(Records from a collection)
__________________________________________________
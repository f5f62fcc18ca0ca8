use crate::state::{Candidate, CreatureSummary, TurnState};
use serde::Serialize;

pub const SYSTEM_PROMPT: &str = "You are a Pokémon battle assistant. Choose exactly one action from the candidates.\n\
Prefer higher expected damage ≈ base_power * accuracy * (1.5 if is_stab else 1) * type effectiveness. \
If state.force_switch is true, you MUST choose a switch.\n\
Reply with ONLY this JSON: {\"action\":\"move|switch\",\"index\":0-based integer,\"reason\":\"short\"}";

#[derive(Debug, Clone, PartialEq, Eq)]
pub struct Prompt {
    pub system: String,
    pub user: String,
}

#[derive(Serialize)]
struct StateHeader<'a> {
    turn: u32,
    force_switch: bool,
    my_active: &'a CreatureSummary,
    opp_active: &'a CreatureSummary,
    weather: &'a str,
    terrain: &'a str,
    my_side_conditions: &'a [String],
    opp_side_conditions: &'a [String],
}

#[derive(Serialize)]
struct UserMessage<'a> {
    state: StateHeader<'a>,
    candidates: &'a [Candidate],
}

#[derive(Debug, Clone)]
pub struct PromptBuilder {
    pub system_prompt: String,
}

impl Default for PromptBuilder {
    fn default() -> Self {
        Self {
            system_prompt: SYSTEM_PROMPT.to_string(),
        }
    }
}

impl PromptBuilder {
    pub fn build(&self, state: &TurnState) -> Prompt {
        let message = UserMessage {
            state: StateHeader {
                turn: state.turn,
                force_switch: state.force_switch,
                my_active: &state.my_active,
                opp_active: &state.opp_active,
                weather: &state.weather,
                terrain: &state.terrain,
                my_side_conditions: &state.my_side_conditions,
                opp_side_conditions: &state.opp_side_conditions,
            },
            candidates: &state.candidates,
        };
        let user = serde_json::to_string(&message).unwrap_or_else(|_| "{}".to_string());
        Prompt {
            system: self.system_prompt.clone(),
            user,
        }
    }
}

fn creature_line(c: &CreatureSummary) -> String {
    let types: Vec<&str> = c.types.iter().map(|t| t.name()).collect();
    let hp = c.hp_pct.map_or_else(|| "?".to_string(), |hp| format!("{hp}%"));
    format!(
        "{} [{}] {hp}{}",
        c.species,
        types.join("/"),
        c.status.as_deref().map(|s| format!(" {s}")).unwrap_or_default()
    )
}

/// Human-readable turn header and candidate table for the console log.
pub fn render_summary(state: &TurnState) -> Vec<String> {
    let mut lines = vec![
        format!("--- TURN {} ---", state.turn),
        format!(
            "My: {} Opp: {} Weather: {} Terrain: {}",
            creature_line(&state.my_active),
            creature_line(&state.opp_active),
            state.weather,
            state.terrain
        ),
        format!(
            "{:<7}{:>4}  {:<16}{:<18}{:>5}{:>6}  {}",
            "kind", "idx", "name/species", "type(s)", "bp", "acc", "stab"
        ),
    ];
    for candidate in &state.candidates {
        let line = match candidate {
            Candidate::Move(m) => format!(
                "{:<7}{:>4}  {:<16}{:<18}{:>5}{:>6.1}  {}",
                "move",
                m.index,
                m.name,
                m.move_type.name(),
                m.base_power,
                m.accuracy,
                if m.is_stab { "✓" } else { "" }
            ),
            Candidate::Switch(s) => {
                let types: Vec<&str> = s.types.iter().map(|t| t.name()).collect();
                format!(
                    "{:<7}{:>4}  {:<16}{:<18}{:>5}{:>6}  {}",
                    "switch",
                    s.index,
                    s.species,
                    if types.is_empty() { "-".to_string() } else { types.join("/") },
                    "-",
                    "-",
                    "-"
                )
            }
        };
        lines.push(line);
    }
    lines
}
__________________________________________________
* How to complete this task
From top to bottom, repeat the data above without alteration.

* Output of the exercise
repository f5f62fcc18ca0ca8
use crate::state::{Candidate, CreatureSummary, TurnState};
use serde::Serialize;

pub const SYSTEM_PROMPT: &str = "You are a Pokémon battle assistant. Choose exactly one action from the candidates.\n\
Prefer higher expected damage ≈ base_power * accuracy * (1.5 if is_stab else 1) * type effectiveness. \
If state.force_switch is true, you MUST choose a switch.\n\
Reply with ONLY this JSON: {\"action\":\"move|switch\",\"index\":0-based integer,\"reason\":\"short\"}";

#[derive(Debug, Clone, PartialEq, Eq)]
pub struct Prompt {
    pub system: String,
    pub user: String,
}

#[derive(Serialize)]
struct StateHeader<'a> {
    turn: u32,
    force_switch: bool,
    my_active: &'a CreatureSummary,
    opp_active: &'a CreatureSummary,
    weather: &'a str,
    terrain: &'a str,
    my_side_conditions: &'a [String],
    opp_side_conditions: &'a [String],
}

#[derive(Serialize)]
struct UserMessage<'a> {
    state: StateHeader<'a>,
    candidates: &'a [Candidate],
}

#[derive(Debug, Clone)]
pub struct PromptBuilder {
    pub system_prompt: String,
}

impl Default for PromptBuilder {
    fn default() -> Self {
        Self {
            system_prompt: SYSTEM_PROMPT.to_string(),
        }
    }
}

impl PromptBuilder {
    pub fn build(&self, state: &TurnState) -> Prompt {
        let message = UserMessage {
            state: StateHeader {
                turn: state.turn,
                force_switch: state.force_switch,
                my_active: &state.my_active,
                opp_active: &state.opp_active,
                weather: &state.weather,
                terrain: &state.terrain,
                my_side_conditions: &state.my_side_conditions,
                opp_side_conditions: &state.opp_side_conditions,
            },
            candidates: &state.candidates,
        };
        let user = serde_json::to_string(&message).unwrap_or_else(|_| "{}".to_string());
        Prompt {
            system: self.system_prompt.clone(),
            user,
        }
    }
}

fn creature_line(c: &CreatureSummary) -> String {
    let types: Vec<&str> = c.types.iter().map(|t| t.name()).collect();
    let hp = c.hp_pct.map_or_else(|| "?".to_string(), |hp| format!("{hp}%"));
    format!(
        "{} [{}] {hp}{}",
        c.species,
        types.join("/"),
        c.status.as_deref().map(|s| format!(" {s}")).unwrap_or_default()
    )
}

/// Human-readable turn header and candidate table for the console log.
pub fn render_summary(state: &TurnState) -> Vec<String> {
    let mut lines = vec![
        format!("--- TURN {} ---", state.turn),
        format!(
            "My: {} Opp: {} Weather: {} Terrain: {}",
            creature_line(&state.my_active),
            creature_line(&state.opp_active),
            state.weather,
            state.terrain
        ),
        format!(
            "{:<7}{:>4}  {:<16}{:<18}{:>5}{:>6}  {}",
            "kind", "idx", "name/species", "type(s)", "bp", "acc", "stab"
        ),
    ];
    for candidate in &state.candidates {
        let line = match candidate {
            Candidate::Move(m) => format!(
                "{:<7}{:>4}  {:<16}{:<18}{:>5}{:>6.1}  {}",
                "move",
                m.index,
                m.name,
                m.move_type.name(),
                m.base_power,
                m.accuracy,
                if m.is_stab { "✓" } else { "" }
            ),
            Candidate::Switch(s) => {
                let types: Vec<&str> = s.types.iter().map(|t| t.name()).collect();
                format!(
                    "{:<7}{:>4}  {:<16}{:<18}{:>5}{:>6}  {}",
                    "switch",
                    s.index,
                    s.species,
                    if types.is_empty() { "-".to_string() } else { types.join("/") },
                    "-",
                    "-",
                    "-"
                )
            }
        };
        lines.push(line);
    }
    lines
}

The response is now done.